Öncelikle adam diz çökmüş, ıslak nefesi yüzüne yayılırken gözlerini yere dikmişti. Karısının o kocaman amcığını suratına sarkıtması için can atıyordu; utanma falan yoktu artık. Kadın ise tam bir dominatrix edasıyla oturdu yerleşti adamın suratına. Amının her kıvrımı adamın suratındaki nemli sıcaklığı büyütüyor, yumuşacık amcığın içinden sızan sıvılar yanakları, dudakları ıslatıyordu. Adam her nefeste daha derine çekiyor diliyle kadının ıslaklığını, sanki o amcığın içine gömülmekten başka çaresi yokmuş gibi iliklerine kadar sokuluyordu.
Kadın rahat durmuyor, hafifçe kalçasını oynatıp sertçe suratına bastırıyor amcığını. O an adamın boğazından boğaza titrek bir inilti yükseliyor; içinde hem arzuyla hem de çaresizlikle dolup taşıyordu. Kadının ayağını omzuna dolarken narin parmaklarını saçlarına geçirip daha da köklüyordu suratına bu pisliği, onu rezil kılıyordu ama adam buna bayılıyordu. Arada sırada kadın az biraz gaz verip idrarını acı acı damlatıyor adamın diline, boğazına… O pislik ve ıslaklık karışımı onun içine işlerken gözleri sulanıyordu.
Sonra kadın tamamen adamın yüzünü kaplayacak şekilde oturuyor. Amcığından damlayan nemle birlikte üzerine yine birkaç kez sertçe iniyor, erkek boyun eğmişçe yutkunuyor ve batırıyordu diliyle o koyu lekeyi temizlemeye çalışırken aslında tamamen teslim olmuştu. Kadın gülümseyerek efendiliğini ilan ediyor burada; o değişmeyecek güçtü ve adam sadece onun kirli oyuncağıydı artık. Son hamlelerde kadın ürkütücü bir hâlde yüzünden kalkmadan idrar kesesini boşaltıyor adamın ağızına, onu komple kirletiyor, aşağılamanın dibini yaşatıyordu.
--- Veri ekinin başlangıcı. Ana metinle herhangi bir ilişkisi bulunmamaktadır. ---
//! Restart loop orchestration.
//!
//! This module owns the launch lifecycle (discover, select, launch, repeat) and the
//! reporting done once the loop ends. CLI code calls into it with a finished
//! [`crate::model::RunConfig`].

mod cadence;
mod controller;
mod report;

pub(crate) use controller::{run_loop, RunFailure};
pub(crate) use report::{build_text_summary, export_json};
Adam ise bunu kutsal bir görev kabul etmişçesine her damlayı yutuyor; boynu şişmiş, çenesine kadar sararmıştı ama suratından hiçbir direnç yoktu artık. İşte tam o anda kalça kasları kasılıyor, kadının amcığı son hırsıyla inip kalkıyor suratında… Oradaki tepinmelerle birlikte erkekte büyük bir boşalma hissi yayılıyordu; bedeninin tüm sınırlarını zorluyordu bu aşağılanmış kökleme seansı. Böylece kapanıyordu bu pislik dolu hikaye; kadının yüzünden inerken ağzında ve suratında kalan tadlar yıllarca unutulmayacak bir tahrik bırakıyordu içlerinde.